#### Task directions
Write out the full listing again, exactly as it stands.

#### Records to use

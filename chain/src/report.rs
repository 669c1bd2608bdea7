//! # Console Reporter
//!
//! Read-only rendering of the dataset and the chain. Every writer is
//! generic over [`std::io::Write`] so the console can target stdout and tests
//! can target a `Vec<u8>`.
//!
//! Output layout per record:
//!
//! ```text
//! ===== Stage 1 : Supply =====
//!
//! -----------------------------------------------------------------  (green)
//! |     Block Number     |   Current Block Hash   |  ...          |
//! -----------------------------------------------------------------
//! |          1           |  <hash>  |  <previous hash>  |  <time> |
//! -----------------------------------------------------------------
//!
//! Supplier ID    : SUP001
//! ...
//!
//! 1. [Supply Stage Overview]    : ...                                (blue)
//! ```

use std::io::{self, Write};

use crate::block::StageRecord;
use crate::chain::SupplyChain;
use crate::dataset::Dataset;

// ---------------------------------------------------------------------------
// ANSI palette
// ---------------------------------------------------------------------------

const GREEN: &str = "\x1b[1;32m";
const BLUE: &str = "\x1b[1;34m";
const RED: &str = "\x1b[1;31m";
const RESET: &str = "\x1b[0m";

/// Escape sequences wrapped around each section.
#[derive(Debug, Clone, Copy, PartialEq, Eq)]
pub struct Palette {
    /// Hash table.
    pub table: &'static str,
    /// Stage captions.
    pub caption: &'static str,
    /// Dataset rows.
    pub dataset: &'static str,
    /// Back to the terminal default.
    pub reset: &'static str,
}

impl Palette {
    /// Bold green, blue and red, as most terminals render them.
    pub const fn ansi() -> Self {
        Self {
            table: GREEN,
            caption: BLUE,
            dataset: RED,
            reset: RESET,
        }
    }

    /// No escape sequences at all.
    pub const fn plain() -> Self {
        Self {
            table: "",
            caption: "",
            dataset: "",
            reset: "",
        }
    }
}

impl Default for Palette {
    fn default() -> Self {
        Self::ansi()
    }
}

// ---------------------------------------------------------------------------
// Header table
// ---------------------------------------------------------------------------

/// Column titles and inner widths of the header table.
const COLUMNS: [(&str, usize); 4] = [
    ("Block Number", 22),
    ("Current Block Hash", 36),
    ("Previous Block Hash", 37),
    ("Timestamp", 19),
];

fn table_border() -> String {
    let inner: usize = COLUMNS.iter().map(|(_, w)| w).sum();
    "-".repeat(inner + COLUMNS.len() + 1)
}

fn table_row(cells: [&str; 4]) -> String {
    let mut line = String::from("|");
    for (cell, (_, width)) in cells.iter().zip(COLUMNS) {
        line.push_str(&format!("{cell:^width$}|"));
    }
    line
}

// ---------------------------------------------------------------------------
// Writers
// ---------------------------------------------------------------------------

/// Print the raw dataset, one row per line, values separated by `" | "`.
pub fn write_dataset<W: Write>(w: &mut W, dataset: &Dataset, palette: Palette) -> io::Result<()> {
    writeln!(w)?;
    writeln!(w, "===== Dataset =====")?;
    writeln!(w)?;
    write!(w, "{}", palette.dataset)?;
    for row in dataset.rows() {
        for value in &row.values {
            write!(w, "{value} | ")?;
        }
        writeln!(w)?;
    }
    writeln!(w)?;
    writeln!(w)?;
    write!(w, "{}", palette.reset)?;
    Ok(())
}

/// Print one record: stage heading, header table, fields and captions.
pub fn write_record<W: Write>(w: &mut W, record: &StageRecord, palette: Palette) -> io::Result<()> {
    let descriptor = record.stage.descriptor();
    let header = &record.header;

    writeln!(w)?;
    writeln!(
        w,
        "===== Stage {} : {} =====",
        record.stage.number(),
        descriptor.title
    )?;
    writeln!(w)?;

    let border = table_border();
    let number = header.number.to_string();
    write!(w, "{}", palette.table)?;
    writeln!(w, "{border}")?;
    writeln!(w, "{}", table_row(COLUMNS.map(|(title, _)| title)))?;
    writeln!(w, "{border}")?;
    writeln!(
        w,
        "{}",
        table_row([
            number.as_str(),
            header.hash.as_str(),
            header.previous_hash.as_str(),
            header.timestamp.as_str(),
        ])
    )?;
    writeln!(w, "{border}")?;
    writeln!(w)?;
    write!(w, "{}", palette.reset)?;

    let label_width = descriptor.label_width() + 2;
    for (spec, value) in record.labeled_fields() {
        match spec.unit {
            Some(unit) => writeln!(w, "{:<label_width$}: {value} {unit}", spec.label)?,
            None => writeln!(w, "{:<label_width$}: {value}", spec.label)?,
        }
    }
    writeln!(w)?;

    let topic_width = descriptor.topic_width() + 1;
    write!(w, "{}", palette.caption)?;
    for (i, caption) in descriptor.captions.iter().enumerate() {
        let topic = format!("[{}]", caption.topic);
        writeln!(w, "{}. {topic:<topic_width$}: {}", i + 1, caption.text)?;
    }
    writeln!(w)?;
    writeln!(w)?;
    write!(w, "{}", palette.reset)?;
    Ok(())
}

/// Print every record of the chain in stage order.
pub fn write_chain<W: Write>(w: &mut W, chain: &SupplyChain, palette: Palette) -> io::Result<()> {
    for record in chain {
        write_record(w, record, palette)?;
    }
    Ok(())
}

#### Written reply
filename chain/src/report.rs
repository 669c1bd2608bdea7
//! # Console Reporter
//!
//! Read-only rendering of the dataset and the chain. Every writer is
//! generic over [`std::io::Write`] so the console can target stdout and tests
//! can target a `Vec<u8>`.
//!
//! Output layout per record:
//!
//! ```text
//! ===== Stage 1 : Supply =====
//!
//! -----------------------------------------------------------------  (green)
//! |     Block Number     |   Current Block Hash   |  ...          |
//! -----------------------------------------------------------------
//! |          1           |  <hash>  |  <previous hash>  |  <time> |
//! -----------------------------------------------------------------
//!
//! Supplier ID    : SUP001
//! ...
//!
//! 1. [Supply Stage Overview]    : ...                                (blue)
//! ```

use std::io::{self, Write};

use crate::block::StageRecord;
use crate::chain::SupplyChain;
use crate::dataset::Dataset;

// ---------------------------------------------------------------------------
// ANSI palette
// ---------------------------------------------------------------------------

const GREEN: &str = "\x1b[1;32m";
const BLUE: &str = "\x1b[1;34m";
const RED: &str = "\x1b[1;31m";
const RESET: &str = "\x1b[0m";

/// Escape sequences wrapped around each section.
#[derive(Debug, Clone, Copy, PartialEq, Eq)]
pub struct Palette {
    /// Hash table.
    pub table: &'static str,
    /// Stage captions.
    pub caption: &'static str,
    /// Dataset rows.
    pub dataset: &'static str,
    /// Back to the terminal default.
    pub reset: &'static str,
}

impl Palette {
    /// Bold green, blue and red, as most terminals render them.
    pub const fn ansi() -> Self {
        Self {
            table: GREEN,
            caption: BLUE,
            dataset: RED,
            reset: RESET,
        }
    }

    /// No escape sequences at all.
    pub const fn plain() -> Self {
        Self {
            table: "",
            caption: "",
            dataset: "",
            reset: "",
        }
    }
}

impl Default for Palette {
    fn default() -> Self {
        Self::ansi()
    }
}

// ---------------------------------------------------------------------------
// Header table
// ---------------------------------------------------------------------------

/// Column titles and inner widths of the header table.
const COLUMNS: [(&str, usize); 4] = [
    ("Block Number", 22),
    ("Current Block Hash", 36),
    ("Previous Block Hash", 37),
    ("Timestamp", 19),
];

fn table_border() -> String {
    let inner: usize = COLUMNS.iter().map(|(_, w)| w).sum();
    "-".repeat(inner + COLUMNS.len() + 1)
}

fn table_row(cells: [&str; 4]) -> String {
    let mut line = String::from("|");
    for (cell, (_, width)) in cells.iter().zip(COLUMNS) {
        line.push_str(&format!("{cell:^width$}|"));
    }
    line
}

// ---------------------------------------------------------------------------
// Writers
// ---------------------------------------------------------------------------

/// Print the raw dataset, one row per line, values separated by `" | "`.
pub fn write_dataset<W: Write>(w: &mut W, dataset: &Dataset, palette: Palette) -> io::Result<()> {
    writeln!(w)?;
    writeln!(w, "===== Dataset =====")?;
    writeln!(w)?;
    write!(w, "{}", palette.dataset)?;
    for row in dataset.rows() {
        for value in &row.values {
            write!(w, "{value} | ")?;
        }
        writeln!(w)?;
    }
    writeln!(w)?;
    writeln!(w)?;
    write!(w, "{}", palette.reset)?;
    Ok(())
}

/// Print one record: stage heading, header table, fields and captions.
pub fn write_record<W: Write>(w: &mut W, record: &StageRecord, palette: Palette) -> io::Result<()> {
    let descriptor = record.stage.descriptor();
    let header = &record.header;

    writeln!(w)?;
    writeln!(
        w,
        "===== Stage {} : {} =====",
        record.stage.number(),
        descriptor.title
    )?;
    writeln!(w)?;

    let border = table_border();
    let number = header.number.to_string();
    write!(w, "{}", palette.table)?;
    writeln!(w, "{border}")?;
    writeln!(w, "{}", table_row(COLUMNS.map(|(title, _)| title)))?;
    writeln!(w, "{border}")?;
    writeln!(
        w,
        "{}",
        table_row([
            number.as_str(),
            header.hash.as_str(),
            header.previous_hash.as_str(),
            header.timestamp.as_str(),
        ])
    )?;
    writeln!(w, "{border}")?;
    writeln!(w)?;
    write!(w, "{}", palette.reset)?;

    let label_width = descriptor.label_width() + 2;
    for (spec, value) in record.labeled_fields() {
        match spec.unit {
            Some(unit) => writeln!(w, "{:<label_width$}: {value} {unit}", spec.label)?,
            None => writeln!(w, "{:<label_width$}: {value}", spec.label)?,
        }
    }
    writeln!(w)?;

    let topic_width = descriptor.topic_width() + 1;
    write!(w, "{}", palette.caption)?;
    for (i, caption) in descriptor.captions.iter().enumerate() {
        let topic = format!("[{}]", caption.topic);
        writeln!(w, "{}. {topic:<topic_width$}: {}", i + 1, caption.text)?;
    }
    writeln!(w)?;
    writeln!(w)?;
    write!(w, "{}", palette.reset)?;
    Ok(())
}

/// Print every record of the chain in stage order.
pub fn write_chain<W: Write>(w: &mut W, chain: &SupplyChain, palette: Palette) -> io::Result<()> {
    for record in chain {
        write_record(w, record, palette)?;
    }
    Ok(())
}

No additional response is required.